The concept is pretty basic, and fairly thin.  40-year-old Liza Miller was a up-and-comer in the publishing who took off 15 years to raise her daughter.  Also, her rotter husband just divorced her and she has nothing to show for it, not even a house in the suburbs.  She decides to go back into the working world, but no one wants to hire someone her age to start at the bottom.  So she pretends she's 26 and sure enough gets a job at a publishing house as an assistant to a sour 40-something woman who doesn't much like millennials.

Liza has to fool not just her boss but also her 20-something coworkers, as well as a hunky local tattoo artist who also thinks she's young for some reason.  The only one who knows her secret is her old Lesbian friend Maggie, who lets Liza stay at her place in Brooklyn.

The main attraction of the show is Sutton Foster as Liza.  Foster was last seen on TV in the late, lamented Bunheads.  While Younger isn't exactly a raging success, it at least got picked up for a second season--starting in January, in fact.  Foster has been a major Broadway star, and can certainly pull off this role. (So far, only two episodes in, it hasn't made too many demands). The cast also features Hillary Duff as a co-workers (and she is a twenty-something, so it's believable) and Debbie Mazar as the friend and sounding board. The show is based on a novel by Pamela Redmond Staran, and run by Darren Starr, a big name who previously created Melrose Place, Beverly Hills 91201 and Sex And The City

Done in a one-camera half-hour format, Younger is more charming than funny, and that's fine.  But the concept is pretty thin.  It seems like a better idea for a movie (or novel).  Either Liza keeps up the imposture or eventually let's it out, but is it that big a deal once she gets settled at the job?  And is learning what's hip with millennials (mostly social networking) that hard to do after you've worked at it a few weeks?  Google pretty much can tell you everything you need to know (or you can Bing it, as this show does--is Microsoft behind Younger?)  Won't the show eventually morph into some kind of Devil Wears Prada thing?

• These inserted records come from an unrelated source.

//! Request-dump decorator
//!
//! Wraps any backend and logs each command and batch at `trace` level with
//! its outcome and latency. Enabled by `dump_requests` in the engine config.

use std::time::Instant;
use tracing::trace;
use velostore_core::{Command, KvBackend, Reply, VeloResult};

/// Logging wrapper around another backend
#[derive(Debug)]
pub struct TracedBackend<B> {
    inner: B,
}

impl<B: KvBackend> TracedBackend<B> {
    /// Wrap `inner`
    pub fn new(inner: B) -> Self {
        Self { inner }
    }

    /// Wrapped backend
    pub fn inner(&self) -> &B {
        &self.inner
    }
}

impl<B: KvBackend> KvBackend for TracedBackend<B> {
    fn execute(&self, command: Command) -> VeloResult<Reply> {
        let started = Instant::now();
        let name = command.name();
        trace!(backend = self.inner.name(), command = ?command, "request");
        let result = self.inner.execute(command);
        trace!(
            backend = self.inner.name(),
            command = name,
            ok = result.is_ok(),
            elapsed_us = started.elapsed().as_micros() as u64,
            reply = ?result,
            "response"
        );
        result
    }

    fn execute_batch(&self, commands: Vec<Command>) -> VeloResult<Vec<Reply>> {
        let started = Instant::now();
        let count = commands.len();
        for (position, command) in commands.iter().enumerate() {
            trace!(backend = self.inner.name(), position, command = ?command, "batched request");
        }
        let result = self.inner.execute_batch(commands);
        trace!(
            backend = self.inner.name(),
            commands = count,
            ok = result.is_ok(),
            elapsed_us = started.elapsed().as_micros() as u64,
            "batch response"
        );
        result
    }

    fn name(&self) -> &'static str {
        self.inner.name()
    }
}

Anyway, I guess I'll keep watching.  I've got ten more episodes to catch up on before the next season starts in a few weeks.  And if it keeps running, will it eventually turning into thirty-something?

2 Comments:

Anonymous Anonymous said...

Can't watch anything anymore unless it offers the hope of nudity

10:10 AM, December 22, 2015  
Blogger LAGuy said...

The show, for TV Land, had some fairly explicit dialogue. But you're right, there'll be no nudity.